PROBLEM DESCRIPTION:
One number is the whole answer: how many lines of the records include "FieldError".

Stored data entries:
+ + +
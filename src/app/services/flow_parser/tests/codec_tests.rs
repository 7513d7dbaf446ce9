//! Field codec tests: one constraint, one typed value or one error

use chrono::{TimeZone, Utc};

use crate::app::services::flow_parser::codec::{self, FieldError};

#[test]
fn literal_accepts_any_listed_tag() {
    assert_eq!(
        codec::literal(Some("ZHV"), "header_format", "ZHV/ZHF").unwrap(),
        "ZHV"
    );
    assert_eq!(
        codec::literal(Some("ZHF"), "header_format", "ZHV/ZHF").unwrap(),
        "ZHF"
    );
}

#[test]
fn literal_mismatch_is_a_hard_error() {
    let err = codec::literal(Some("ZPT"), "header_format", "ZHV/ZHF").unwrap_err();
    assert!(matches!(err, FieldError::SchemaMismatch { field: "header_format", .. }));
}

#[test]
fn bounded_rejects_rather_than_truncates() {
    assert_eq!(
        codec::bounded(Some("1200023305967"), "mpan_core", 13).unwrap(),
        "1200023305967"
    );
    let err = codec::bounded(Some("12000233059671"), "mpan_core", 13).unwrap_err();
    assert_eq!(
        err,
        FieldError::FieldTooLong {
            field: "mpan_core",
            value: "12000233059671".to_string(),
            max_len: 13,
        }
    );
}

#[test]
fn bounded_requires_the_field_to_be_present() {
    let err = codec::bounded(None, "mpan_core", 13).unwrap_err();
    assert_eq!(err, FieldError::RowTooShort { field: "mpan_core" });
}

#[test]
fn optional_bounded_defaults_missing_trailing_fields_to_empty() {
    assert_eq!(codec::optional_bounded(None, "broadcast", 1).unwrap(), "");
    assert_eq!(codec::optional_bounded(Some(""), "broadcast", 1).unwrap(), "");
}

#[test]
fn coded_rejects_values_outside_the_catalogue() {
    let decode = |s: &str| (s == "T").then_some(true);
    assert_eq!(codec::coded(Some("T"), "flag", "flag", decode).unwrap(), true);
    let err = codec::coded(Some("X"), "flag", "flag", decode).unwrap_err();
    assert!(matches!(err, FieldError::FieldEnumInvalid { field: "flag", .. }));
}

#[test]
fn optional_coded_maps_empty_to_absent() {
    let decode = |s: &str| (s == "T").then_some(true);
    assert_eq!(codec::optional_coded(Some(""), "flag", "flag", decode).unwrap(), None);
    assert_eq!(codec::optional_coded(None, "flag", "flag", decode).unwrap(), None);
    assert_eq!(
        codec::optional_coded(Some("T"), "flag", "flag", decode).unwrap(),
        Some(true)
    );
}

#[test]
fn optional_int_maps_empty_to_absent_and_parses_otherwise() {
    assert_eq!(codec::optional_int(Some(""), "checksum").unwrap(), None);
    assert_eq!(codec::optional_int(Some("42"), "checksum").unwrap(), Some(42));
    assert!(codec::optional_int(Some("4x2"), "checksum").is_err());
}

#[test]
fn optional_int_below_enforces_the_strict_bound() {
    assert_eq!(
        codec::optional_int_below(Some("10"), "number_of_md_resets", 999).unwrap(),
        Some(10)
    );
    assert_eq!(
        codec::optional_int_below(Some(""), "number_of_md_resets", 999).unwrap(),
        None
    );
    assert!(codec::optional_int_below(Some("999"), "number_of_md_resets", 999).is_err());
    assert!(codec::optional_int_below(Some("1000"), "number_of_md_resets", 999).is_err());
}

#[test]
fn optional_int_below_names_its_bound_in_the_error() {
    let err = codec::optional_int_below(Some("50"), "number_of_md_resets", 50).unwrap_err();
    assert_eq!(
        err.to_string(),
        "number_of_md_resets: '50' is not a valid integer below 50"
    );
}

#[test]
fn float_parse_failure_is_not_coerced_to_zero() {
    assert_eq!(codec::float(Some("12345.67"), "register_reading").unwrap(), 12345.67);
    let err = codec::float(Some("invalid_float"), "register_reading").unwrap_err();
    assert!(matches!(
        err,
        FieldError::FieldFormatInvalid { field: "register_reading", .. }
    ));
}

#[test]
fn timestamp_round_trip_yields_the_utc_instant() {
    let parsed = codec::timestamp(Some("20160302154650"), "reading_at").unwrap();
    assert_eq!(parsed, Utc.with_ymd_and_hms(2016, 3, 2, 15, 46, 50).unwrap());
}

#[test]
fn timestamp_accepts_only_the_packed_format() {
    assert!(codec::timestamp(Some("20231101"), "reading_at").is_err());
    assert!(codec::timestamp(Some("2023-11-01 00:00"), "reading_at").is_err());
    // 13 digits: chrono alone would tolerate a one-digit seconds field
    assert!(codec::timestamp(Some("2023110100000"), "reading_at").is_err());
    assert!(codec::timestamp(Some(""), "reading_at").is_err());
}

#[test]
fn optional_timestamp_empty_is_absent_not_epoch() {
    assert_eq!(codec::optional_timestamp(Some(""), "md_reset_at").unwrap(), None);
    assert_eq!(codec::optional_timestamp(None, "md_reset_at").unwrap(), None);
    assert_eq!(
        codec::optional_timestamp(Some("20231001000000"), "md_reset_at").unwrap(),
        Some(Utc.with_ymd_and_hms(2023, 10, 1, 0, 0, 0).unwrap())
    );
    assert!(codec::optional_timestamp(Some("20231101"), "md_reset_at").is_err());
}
+ + +
COMPLETED TASK:
6